**TASK DETAILS:**
All lines in the records below with the word "commands" must be returned.

**GIVEN RECORDS:**

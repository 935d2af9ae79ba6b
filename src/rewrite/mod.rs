//! Ordered rewrite passes that turn a bound tree into dialect-ready SQL
//! shape.
//!
//! Pass order matters: cleanup exposes structure the semantic passes match
//! on, the singleton and client-join conversions consume the projector
//! subqueries the binder left behind, and the dialect-gated passes run last
//! because they trade portable shape for dialect-specific shape.

pub mod aggregates;
pub mod client_join;
pub mod comparer;
pub mod comparison;
pub mod cross_apply;
pub mod cross_join;
pub mod order_by;
pub mod paging;
pub mod redundant_columns;
pub mod redundant_join;
pub mod redundant_subquery;
pub mod scalar_subquery;
pub mod singleton;
pub mod unused_columns;
pub mod util;

pub(crate) use crate::binder::columns::Remapper;

use crate::ast::command::{BatchCommand, Command, IfCommand};
use crate::ast::projector::Projection;
use crate::ast::AliasGenerator;
use crate::error::RelqResult;
use crate::format::{Dialect, PagingStyle};

/// Run the full pipeline over a bound query.
pub fn finalize(projection: Projection, dialect: &dyn Dialect) -> RelqResult<Projection> {
    let mut aliases = AliasGenerator::starting_after(util::max_alias(&projection));
    let mut p = cleanup(projection);
    p = cross_apply::run(p);
    p = cross_join::run(p);
    p = redundant_join::run(p);
    p = aggregates::run(p);
    p = order_by::run(p);
    p = singleton::run(p, &mut aliases);
    p = client_join::run(p)?;
    p = comparison::run(p)?;
    if !dialect.supports_scalar_subquery_in_select() {
        p = scalar_subquery::run(p);
    }
    if dialect.paging_style() == PagingStyle::RowNumber {
        p = paging::run(p, &mut aliases);
    }
    // The singleton conversion introduces apply joins; decorrelate the ones
    // that turned out not to need lateral scope.
    p = cross_apply::run(p);
    p = cleanup(p);
    p = order_by::run(p);
    // The final hoist can declare ordering pass-through columns nothing
    // reads; prune those before verification.
    p = unused_columns::run(p);
    util::verify(&p)?;
    Ok(p)
}

/// Run the pipeline over every query embedded in a command tree.
pub fn finalize_command(command: Command, dialect: &dyn Dialect) -> RelqResult<Command> {
    Ok(match command {
        Command::Query(p) => Command::Query(finalize(p, dialect)?),
        Command::Block(commands) => Command::Block(
            commands
                .into_iter()
                .map(|c| finalize_command(c, dialect))
                .collect::<RelqResult<_>>()?,
        ),
        Command::If(if_cmd) => {
            let IfCommand {
                check,
                then_command,
                else_command,
            } = *if_cmd;
            Command::If(Box::new(IfCommand {
                check,
                then_command: finalize_command(then_command, dialect)?,
                else_command: else_command
                    .map(|c| finalize_command(c, dialect))
                    .transpose()?,
            }))
        }
        Command::Batch(batch) => Command::Batch(BatchCommand {
            template: Box::new(finalize_command(*batch.template, dialect)?),
            batch_size: batch.batch_size,
            stream: batch.stream,
        }),
        other => other,
    })
}

/// Column and subquery cleanup, run once up front and again after the
/// structural passes uncover more dead weight.
fn cleanup(projection: Projection) -> Projection {
    let p = unused_columns::run(projection);
    let p = redundant_columns::run(p);
    redundant_subquery::run(p)
}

**ANSWER TO THIS TASK:**
        Command::Block(commands) => Command::Block(
            commands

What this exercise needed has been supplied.